[Collected data entries]
//! Configuration Module
//!
//! Handles loading cache limits and maintenance timings from environment variables.

use std::env;
use std::str::FromStr;
use std::time::Duration;

use crate::error::{CacheError, Result};

/// Default interval between recurring age sweeps.
pub const DEFAULT_SWEEP_INTERVAL: Duration = Duration::from_secs(5);

/// Default wait for a single trim lock attempt before retrying.
pub const DEFAULT_TRIM_BACKOFF: Duration = Duration::from_millis(10);

/// Memory cache configuration parameters.
///
/// All values can be configured via environment variables with sensible defaults.
/// Every limit defaults to unbounded.
#[derive(Debug, Clone, PartialEq, Eq)]
pub struct CacheConfig {
    /// Maximum total cost of all entries
    pub cost_limit: u64,
    /// Maximum number of entries
    pub count_limit: usize,
    /// Maximum time since last access before an entry is swept
    pub age_limit: Duration,
    /// Interval between recurring age sweeps
    pub sweep_interval: Duration,
    /// Bounded wait for each trim lock acquisition
    pub trim_backoff: Duration,
}

impl CacheConfig {
    /// Creates a new CacheConfig by loading values from environment variables.
    ///
    /// # Environment Variables
    /// - `CACHE_COST_LIMIT` - Total cost limit (default: unbounded)
    /// - `CACHE_COUNT_LIMIT` - Entry count limit (default: unbounded)
    /// - `CACHE_AGE_LIMIT` - Age limit in seconds (default: unbounded)
    /// - `SWEEP_INTERVAL_MS` - Age sweep frequency in milliseconds (default: 5000)
    /// - `TRIM_BACKOFF_MS` - Trim lock wait in milliseconds (default: 10)
    pub fn from_env() -> Self {
        let defaults = Self::default();
        Self {
            cost_limit: parse_var("CACHE_COST_LIMIT").unwrap_or(defaults.cost_limit),
            count_limit: parse_var("CACHE_COUNT_LIMIT").unwrap_or(defaults.count_limit),
            age_limit: parse_var("CACHE_AGE_LIMIT")
                .map(Duration::from_secs)
                .unwrap_or(defaults.age_limit),
            sweep_interval: parse_var("SWEEP_INTERVAL_MS")
                .map(Duration::from_millis)
                .unwrap_or(defaults.sweep_interval),
            trim_backoff: parse_var("TRIM_BACKOFF_MS")
                .map(Duration::from_millis)
                .unwrap_or(defaults.trim_backoff),
        }
    }

    /// Checks that maintenance timings are usable.
    ///
    /// Limits are never invalid: zero means "evict everything".
    pub fn validate(&self) -> Result<()> {
        if self.sweep_interval.is_zero() {
            return Err(CacheError::InvalidConfig(
                "sweep_interval must be non-zero".to_string(),
            ));
        }
        if self.trim_backoff.is_zero() {
            return Err(CacheError::InvalidConfig(
                "trim_backoff must be non-zero".to_string(),
            ));
        }
        Ok(())
    }
}

impl Default for CacheConfig {
    fn default() -> Self {
        Self {
            cost_limit: u64::MAX,
            count_limit: usize::MAX,
            age_limit: Duration::MAX,
            sweep_interval: DEFAULT_SWEEP_INTERVAL,
            trim_backoff: DEFAULT_TRIM_BACKOFF,
        }
    }
}

fn parse_var<T: FromStr>(name: &str) -> Option<T> {
    env::var(name).ok().and_then(|v| v.parse().ok())
}
//! Image Memcache - A concurrent in-memory image cache
//!
//! Provides an LRU cache bounded by total cost, entry count and entry age,
//! with background trimming and external invalidation.

pub mod cache;
pub mod config;
pub mod error;
pub mod tasks;

pub use cache::{CacheStats, MemoryCache, MemoryCacheBuilder, PixelFootprint};
pub use config::CacheConfig;
pub use error::{CacheError, Result};
pub use tasks::Invalidation;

• _What you have to do_
Write out the entries in full, exactly as given.

• _The answer_
//! Configuration Module
//!
//! Handles loading cache limits and maintenance timings from environment variables.

use std::env;
use std::str::FromStr;
use std::time::Duration;

use crate::error::{CacheError, Result};

/// Default interval between recurring age sweeps.
pub const DEFAULT_SWEEP_INTERVAL: Duration = Duration::from_secs(5);

/// Default wait for a single trim lock attempt before retrying.
pub const DEFAULT_TRIM_BACKOFF: Duration = Duration::from_millis(10);

/// Memory cache configuration parameters.
///
/// All values can be configured via environment variables with sensible defaults.
/// Every limit defaults to unbounded.
#[derive(Debug, Clone, PartialEq, Eq)]
pub struct CacheConfig {
    /// Maximum total cost of all entries
    pub cost_limit: u64,
    /// Maximum number of entries
    pub count_limit: usize,
    /// Maximum time since last access before an entry is swept
    pub age_limit: Duration,
    /// Interval between recurring age sweeps
    pub sweep_interval: Duration,
    /// Bounded wait for each trim lock acquisition
    pub trim_backoff: Duration,
}

impl CacheConfig {
    /// Creates a new CacheConfig by loading values from environment variables.
    ///
    /// # Environment Variables
    /// - `CACHE_COST_LIMIT` - Total cost limit (default: unbounded)
    /// - `CACHE_COUNT_LIMIT` - Entry count limit (default: unbounded)
    /// - `CACHE_AGE_LIMIT` - Age limit in seconds (default: unbounded)
    /// - `SWEEP_INTERVAL_MS` - Age sweep frequency in milliseconds (default: 5000)
    /// - `TRIM_BACKOFF_MS` - Trim lock wait in milliseconds (default: 10)
    pub fn from_env() -> Self {
        let defaults = Self::default();
        Self {
            cost_limit: parse_var("CACHE_COST_LIMIT").unwrap_or(defaults.cost_limit),
            count_limit: parse_var("CACHE_COUNT_LIMIT").unwrap_or(defaults.count_limit),
            age_limit: parse_var("CACHE_AGE_LIMIT")
                .map(Duration::from_secs)
                .unwrap_or(defaults.age_limit),
            sweep_interval: parse_var("SWEEP_INTERVAL_MS")
                .map(Duration::from_millis)
                .unwrap_or(defaults.sweep_interval),
            trim_backoff: parse_var("TRIM_BACKOFF_MS")
                .map(Duration::from_millis)
                .unwrap_or(defaults.trim_backoff),
        }
    }

    /// Checks that maintenance timings are usable.
    ///
    /// Limits are never invalid: zero means "evict everything".
    pub fn validate(&self) -> Result<()> {
        if self.sweep_interval.is_zero() {
            return Err(CacheError::InvalidConfig(
                "sweep_interval must be non-zero".to_string(),
            ));
        }
        if self.trim_backoff.is_zero() {
            return Err(CacheError::InvalidConfig(
                "trim_backoff must be non-zero".to_string(),
            ));
        }
        Ok(())
    }
}

impl Default for CacheConfig {
    fn default() -> Self {
        Self {
            cost_limit: u64::MAX,
            count_limit: usize::MAX,
            age_limit: Duration::MAX,
            sweep_interval: DEFAULT_SWEEP_INTERVAL,
            trim_backoff: DEFAULT_TRIM_BACKOFF,
        }
    }
}

fn parse_var<T: FromStr>(name: &str) -> Option<T> {
    env::var(name).ok().and_then(|v| v.parse().ok())
}
//! Image Memcache - A concurrent in-memory image cache
//!
//! Provides an LRU cache bounded by total cost, entry count and entry age,
//! with background trimming and external invalidation.

pub mod cache;
pub mod config;
pub mod error;
pub mod tasks;

pub use cache::{CacheStats, MemoryCache, MemoryCacheBuilder, PixelFootprint};
pub use config::CacheConfig;
pub use error::{CacheError, Result};
pub use tasks::Invalidation;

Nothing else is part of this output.